*SUPPLIED RECORDS*:
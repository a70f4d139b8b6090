//! Service error kinds
//!
//! Each kind maps to one business code per resource. Store detail is logged
//! where the error is raised and never carried to the caller.

use apr_common::api::BusinessCode;
use thiserror::Error;

/// Resource a service operation acted on
#[derive(Debug, Clone, Copy, PartialEq, Eq)]
pub enum Resource {
    Task,
    Setting,
}

impl std::fmt::Display for Resource {
    fn fmt(&self, f: &mut std::fmt::Formatter<'_>) -> std::fmt::Result {
        match self {
            Resource::Task => f.write_str("report task"),
            Resource::Setting => f.write_str("report setting"),
        }
    }
}

#[derive(Error, Debug, Clone, PartialEq, Eq)]
pub enum ServiceError {
    #[error("{0} not found")]
    NotFound(Resource),

    #[error("failed to list {0}s")]
    ListFailed(Resource),

    #[error("failed to fetch {0}")]
    GetFailed(Resource),

    #[error("failed to create {0}")]
    CreationFailed(Resource),

    #[error("failed to update {0}")]
    UpdateFailed(Resource),

    #[error("failed to delete {0}")]
    DeletionFailed(Resource),

    #[error("unauthorized access to {0}")]
    UnauthorizedAccess(Resource),

    #[error("invalid request: {0}")]
    InvalidInput(String),
}

/// Convenience Result type for service operations
pub type ServiceResult<T> = std::result::Result<T, ServiceError>;

impl ServiceError {
    /// Pick the failure kind for a store error on a mutating operation
    ///
    /// Authorization failures reported by the store become
    /// `UnauthorizedAccess`; anything else becomes `fallback`.
    pub fn from_store(err: &apr_common::Error, fallback: ServiceError) -> ServiceError {
        match (&fallback, err.is_authorization_failure()) {
            (ServiceError::CreationFailed(r), true)
            | (ServiceError::UpdateFailed(r), true)
            | (ServiceError::DeletionFailed(r), true) => ServiceError::UnauthorizedAccess(*r),
            _ => fallback,
        }
    }

    pub fn business_code(&self) -> BusinessCode {
        use Resource::{Setting, Task};

        match self {
            ServiceError::NotFound(Task) => BusinessCode::TaskNotFound,
            ServiceError::ListFailed(Task) => BusinessCode::TaskListFailed,
            ServiceError::GetFailed(Task) => BusinessCode::TaskGetFailed,
            ServiceError::CreationFailed(Task) => BusinessCode::TaskCreationFailed,
            ServiceError::UpdateFailed(Task) => BusinessCode::TaskUpdateFailed,
            ServiceError::DeletionFailed(Task) => BusinessCode::TaskDeletionFailed,
            ServiceError::UnauthorizedAccess(Task) => BusinessCode::TaskUnauthorizedAccess,

            ServiceError::NotFound(Setting) => BusinessCode::SettingNotFound,
            ServiceError::ListFailed(Setting) => BusinessCode::SettingListFailed,
            ServiceError::GetFailed(Setting) => BusinessCode::SettingGetFailed,
            ServiceError::CreationFailed(Setting) => BusinessCode::SettingCreationFailed,
            ServiceError::UpdateFailed(Setting) => BusinessCode::SettingUpdateFailed,
            ServiceError::DeletionFailed(Setting) => BusinessCode::SettingDeletionFailed,
            ServiceError::UnauthorizedAccess(Setting) => BusinessCode::SettingUnauthorizedAccess,

            ServiceError::InvalidInput(_) => BusinessCode::InvalidRequest,
        }
    }
}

*THE PROBLEM*:
Copy out the records once more, with nothing altered.

*RESULT OF THIS EXERCISE*:
repository a70f4d139b8b6090
//! Service error kinds
//!
//! Each kind maps to one business code per resource. Store detail is logged
//! where the error is raised and never carried to the caller.

use apr_common::api::BusinessCode;
use thiserror::Error;

/// Resource a service operation acted on
#[derive(Debug, Clone, Copy, PartialEq, Eq)]
pub enum Resource {
    Task,
    Setting,
}

impl std::fmt::Display for Resource {
    fn fmt(&self, f: &mut std::fmt::Formatter<'_>) -> std::fmt::Result {
        match self {
            Resource::Task => f.write_str("report task"),
            Resource::Setting => f.write_str("report setting"),
        }
    }
}

#[derive(Error, Debug, Clone, PartialEq, Eq)]
pub enum ServiceError {
    #[error("{0} not found")]
    NotFound(Resource),

    #[error("failed to list {0}s")]
    ListFailed(Resource),

    #[error("failed to fetch {0}")]
    GetFailed(Resource),

    #[error("failed to create {0}")]
    CreationFailed(Resource),

    #[error("failed to update {0}")]
    UpdateFailed(Resource),

    #[error("failed to delete {0}")]
    DeletionFailed(Resource),

    #[error("unauthorized access to {0}")]
    UnauthorizedAccess(Resource),

    #[error("invalid request: {0}")]
    InvalidInput(String),
}

/// Convenience Result type for service operations
pub type ServiceResult<T> = std::result::Result<T, ServiceError>;

impl ServiceError {
    /// Pick the failure kind for a store error on a mutating operation
    ///
    /// Authorization failures reported by the store become
    /// `UnauthorizedAccess`; anything else becomes `fallback`.
    pub fn from_store(err: &apr_common::Error, fallback: ServiceError) -> ServiceError {
        match (&fallback, err.is_authorization_failure()) {
            (ServiceError::CreationFailed(r), true)
            | (ServiceError::UpdateFailed(r), true)
            | (ServiceError::DeletionFailed(r), true) => ServiceError::UnauthorizedAccess(*r),
            _ => fallback,
        }
    }

    pub fn business_code(&self) -> BusinessCode {
        use Resource::{Setting, Task};

        match self {
            ServiceError::NotFound(Task) => BusinessCode::TaskNotFound,
            ServiceError::ListFailed(Task) => BusinessCode::TaskListFailed,
            ServiceError::GetFailed(Task) => BusinessCode::TaskGetFailed,
            ServiceError::CreationFailed(Task) => BusinessCode::TaskCreationFailed,
            ServiceError::UpdateFailed(Task) => BusinessCode::TaskUpdateFailed,
            ServiceError::DeletionFailed(Task) => BusinessCode::TaskDeletionFailed,
            ServiceError::UnauthorizedAccess(Task) => BusinessCode::TaskUnauthorizedAccess,

            ServiceError::NotFound(Setting) => BusinessCode::SettingNotFound,
            ServiceError::ListFailed(Setting) => BusinessCode::SettingListFailed,
            ServiceError::GetFailed(Setting) => BusinessCode::SettingGetFailed,
            ServiceError::CreationFailed(Setting) => BusinessCode::SettingCreationFailed,
            ServiceError::UpdateFailed(Setting) => BusinessCode::SettingUpdateFailed,
            ServiceError::DeletionFailed(Setting) => BusinessCode::SettingDeletionFailed,
            ServiceError::UnauthorizedAccess(Setting) => BusinessCode::SettingUnauthorizedAccess,

            ServiceError::InvalidInput(_) => BusinessCode::InvalidRequest,
        }
    }
}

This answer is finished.